(Records from a data collection)

-=-=-

/*!
 * Final mask and artifact composition
 *
 * A pixel keeps its class and albedo only when it is ice, not cloud, and has
 * a positive band sum (zero-filled pixels at swath gaps and tile edges).
 */

use crate::core::features::FeatureGrid;
use crate::io::artifact::{ArtifactStore, ClassificationArtifact};
use crate::io::raster::{ProjectionInfo, SceneRaster};
use crate::types::{
    BandImage, BoolMask, ClassGrid, IceSurfError, IceSurfResult, SceneId, UNCLASSIFIED,
};
use ndarray::Zip;
use std::path::{Path, PathBuf};

/// `ice && band_sum > 0 && !cloud`
pub fn final_mask(ice: &BoolMask, cloud: &BoolMask, band_sum: &BandImage) -> IceSurfResult<BoolMask> {
    IceSurfError::check_shape("cloud mask", ice.dim(), cloud.dim())?;
    IceSurfError::check_shape("band sum", ice.dim(), band_sum.dim())?;

    Ok(Zip::from(ice)
        .and(cloud)
        .and(band_sum)
        .map_collect(|&is_ice, &is_cloud, &sum| is_ice && sum > 0.0 && !is_cloud))
}

/// Reset classes to 0 and albedo to NaN outside the mask
pub fn apply_final_mask(
    mask: &BoolMask,
    classified: &mut ClassGrid,
    albedo: &mut BandImage,
) -> IceSurfResult<()> {
    IceSurfError::check_shape("classified grid", mask.dim(), classified.dim())?;
    IceSurfError::check_shape("albedo grid", mask.dim(), albedo.dim())?;

    Zip::from(mask)
        .and(classified)
        .and(albedo)
        .for_each(|&keep, class, value| {
            if !keep {
                *class = UNCLASSIFIED;
                *value = f32::NAN;
            }
        });
    Ok(())
}

/// Assembles and persists the classification artifact of a scene
pub struct Compositor {
    output_dir: PathBuf,
}

impl Compositor {
    pub fn new<P: AsRef<Path>>(output_dir: P) -> Self {
        Self {
            output_dir: output_dir.as_ref().to_path_buf(),
        }
    }

    /// Mask the class and albedo grids, attach georeferencing and write the
    /// artifact. Returns the artifact path.
    pub fn compose(
        &self,
        scene: &SceneId,
        features: &FeatureGrid,
        final_mask: BoolMask,
        mut classified: ClassGrid,
        mut albedo: BandImage,
    ) -> IceSurfResult<PathBuf> {
        apply_final_mask(&final_mask, &mut classified, &mut albedo)?;

        let grid = features.grid.clone();
        let projection = ProjectionInfo::from_wkt(&grid.projection)?;
        let (longitude, latitude) = SceneRaster::lon_lat(&grid)?;
        log::debug!(
            "Scene CRS {} ({})",
            projection.projected_crs_name,
            projection.grid_mapping_name
        );

        let artifact = ClassificationArtifact {
            scene: scene.clone(),
            grid,
            classified,
            albedo,
            ice_mask: features.ice_mask.clone(),
            cloud_mask: features.cloud_mask.clone(),
            final_mask,
            projection,
            longitude,
            latitude,
        };

        ArtifactStore::write(&artifact, &self.output_dir)
    }
}

#[cfg(test)]
mod tests {
    use super::*;
    use ndarray::{array, Array2};

    #[test]
    fn test_final_mask_requires_ice_data_and_clear_sky() {
        let ice = array![[true, true, true, false]];
        let cloud = array![[false, true, false, false]];
        let band_sum = array![[2.1f32, 2.1, 0.0, 2.1]];

        let mask = final_mask(&ice, &cloud, &band_sum).unwrap();
        assert_eq!(mask, array![[true, false, false, false]]);
    }

    #[test]
    fn test_final_mask_implies_ice() {
        let ice = Array2::from_shape_fn((5, 5), |(r, c)| (r * 5 + c) % 3 != 0);
        let cloud = Array2::from_shape_fn((5, 5), |(r, c)| (r + c) % 4 == 0);
        let band_sum = Array2::from_shape_fn((5, 5), |(r, _)| r as f32);

        let mask = final_mask(&ice, &cloud, &band_sum).unwrap();
        Zip::from(&mask).and(&ice).for_each(|&m, &i| assert!(!m || i));
    }

    #[test]
    fn test_apply_final_mask_sets_sentinels() {
        let mask = array![[true, false]];
        let mut classified = array![[4u8, 6]];
        let mut albedo = array![[0.4f32, 0.2]];

        apply_final_mask(&mask, &mut classified, &mut albedo).unwrap();
        assert_eq!(classified, array![[4u8, 0]]);
        assert_eq!(albedo[[0, 0]], 0.4);
        assert!(albedo[[0, 1]].is_nan());

        let mut short = array![[1u8]];
        assert!(apply_final_mask(&mask, &mut short, &mut albedo).is_err());
    }
}
/// Result of fetching one scene
#[derive(Debug, Clone, Serialize)]
pub struct AcquisitionOutcome {
    pub scene: SceneId,
    /// Blob names that passed the date and resolution filter
    pub blobs: Vec<String>,
    /// Local copies in the scratch directory
    pub local_files: Vec<PathBuf>,
    /// Distinct band identifiers found among the local copies
    pub band_ids: BTreeSet<String>,
    pub has_cloud_layer: bool,
}

impl AcquisitionOutcome {
    pub fn is_complete(&self) -> bool {
        self.band_ids.len() >= REQUIRED_BAND_FILES && self.has_cloud_layer
    }

    /// Why the scene cannot be processed, if it cannot
    pub fn incomplete_reason(&self) -> Option<String> {
        if self.is_complete() {
            return None;
        }

        let mut reasons = Vec::new();
        if self.band_ids.len() < REQUIRED_BAND_FILES {
            reasons.push(format!(
                "found {} of {} band files",
                self.band_ids.len(),
                REQUIRED_BAND_FILES
            ));
        }
        if !self.has_cloud_layer {
            reasons.push("cloud probability layer missing".to_string());
        }
        Some(reasons.join("; "))
    }
}

/// Selects and downloads the files of one scene
pub struct AcquisitionGate {
    product_tag: String,
    resolution_suffix: String,
    scratch_dir: PathBuf,
    patterns: FileNamePatterns,
}

impl AcquisitionGate {
    pub fn new(
        product_tag: &str,
        resolution_suffix: &str,
        scratch_dir: &Path,
    ) -> IceSurfResult<Self> {
        Ok(Self {
            product_tag: product_tag.to_string(),
            resolution_suffix: resolution_suffix.to_string(),
            scratch_dir: scratch_dir.to_path_buf(),
            patterns: FileNamePatterns::new(resolution_suffix)?,
        })
    }

    pub fn from_config(config: &PipelineConfig) -> IceSurfResult<Self> {
        Self::new(
            &config.product_tag,
            &config.resolution_suffix,
            &config.scratch_path,
        )
    }

    pub fn scratch_dir(&self) -> &Path {
        &self.scratch_dir
    }

    pub fn patterns(&self) -> &FileNamePatterns {
        &self.patterns
    }

    /// Substring every blob of a scene carries, e.g. `L2A_20170605`
    pub fn product_date_tag(&self, scene: &SceneId) -> String {
        format!("{}_{}", self.product_tag, scene.compact_date())
    }

    /// Blob names belonging to the scene's product at the configured resolution
    pub fn select_blobs(&self, names: &[String], scene: &SceneId) -> Vec<String> {
        let date_tag = self.product_date_tag(scene);
        names
            .iter()
            .filter(|n| n.contains(&self.resolution_suffix) && n.contains(&date_tag))
            .cloned()
            .collect()
    }

    /// List, filter and fetch the scene's files into the scratch directory.
    ///
    /// Incompleteness is reported through the outcome, not as an error; storage
    /// failures are errors.
    pub fn acquire(&self, store: &dyn BlobStore, scene: &SceneId) -> IceSurfResult<AcquisitionOutcome> {
        log::info!("Acquiring scene {}", scene);

        self.clear_scratch()?;

        let names = store.list_blobs(&scene.tile)?;
        let blobs = self.select_blobs(&names, scene);
        log::info!("{} of {} blobs match {}", blobs.len(), names.len(), scene);

        let destinations = self.destinations(&blobs)?;
        let mut local_files = Vec::with_capacity(blobs.len());
        for (name, dest) in blobs.iter().zip(destinations) {
            store.fetch_blob(&scene.tile, name, &dest)?;
            local_files.push(dest);
        }

        let (band_ids, has_cloud_layer) = self.inventory(&self.scratch_dir)?;
        let outcome = AcquisitionOutcome {
            scene: scene.clone(),
            blobs,
            local_files,
            band_ids,
            has_cloud_layer,
        };

        match outcome.incomplete_reason() {
            Some(reason) => log::warn!("Scene {} incomplete: {}", scene, reason),
            None => log::info!("Scene {} complete", scene),
        }

        Ok(outcome)
    }

    /// Scratch path of every selected blob. Two blobs that would land on the
    /// same file name are an error rather than a silent overwrite.
    fn destinations(&self, blobs: &[String]) -> IceSurfResult<Vec<PathBuf>> {
        let mut seen: BTreeMap<&str, &str> = BTreeMap::new();
        let mut destinations = Vec::with_capacity(blobs.len());

        for name in blobs {
            let file_name = name.rsplit('/').next().unwrap_or(name.as_str());
            if let Some(previous) = seen.insert(file_name, name.as_str()) {
                let candidates = vec![PathBuf::from(previous), PathBuf::from(name)];
                let band = match self.patterns.band_id(file_name) {
                    Some(id) => id.to_string(),
                    None if self.patterns.is_cloud_layer(file_name) => CLOUD_LAYER_ID.to_string(),
                    None => {
                        return Err(IceSurfError::Storage(format!(
                            "Blobs {} and {} share the file name {}",
                            previous, name, file_name
                        )))
                    }
                };
                return Err(IceSurfError::AmbiguousBand { band, candidates });
            }
            destinations.push(self.scratch_dir.join(file_name));
        }

        Ok(destinations)
    }

    /// Remove the scene files left in the scratch directory, creating it if
    /// absent. Files of any other kind are left alone. Returns the number of
    /// files removed.
    pub fn clear_scratch(&self) -> IceSurfResult<usize> {
        let dir = &self.scratch_dir;
        if !dir.exists() {
            std::fs::create_dir_all(dir)?;
            return Ok(0);
        }

        let mut removed = 0;
        for entry in std::fs::read_dir(dir)? {
            let entry = entry?;
            let name = entry.file_name().to_string_lossy().to_string();
            if entry.file_type()?.is_file() && self.patterns.is_scene_file(&name) {
                std::fs::remove_file(entry.path())?;
                removed += 1;
            }
        }

        if removed > 0 {
            log::debug!("Removed {} files from {}", removed, dir.display());
        }
        Ok(removed)
    }

    /// Band identifiers and cloud layer presence among the files of a directory
    fn inventory(&self, dir: &Path) -> IceSurfResult<(BTreeSet<String>, bool)> {
        let mut band_ids = BTreeSet::new();
        let mut has_cloud_layer = false;

        for entry in std::fs::read_dir(dir)? {
            let name = entry?.file_name().to_string_lossy().to_string();
            if let Some(id) = self.patterns.band_id(&name) {
                band_ids.insert(id.to_string());
            }
            if self.patterns.is_cloud_layer(&name) {
                has_cloud_layer = true;
            }
        }

        Ok((band_ids, has_cloud_layer))
    }
}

-=-=-

*What you need to do*
Each line of the data that holds the word "inventory" should be copied.

*Result of the exercise*
        let (band_ids, has_cloud_layer) = self.inventory(&self.scratch_dir)?;
    fn inventory(&self, dir: &Path) -> IceSurfResult<(BTreeSet<String>, bool)> {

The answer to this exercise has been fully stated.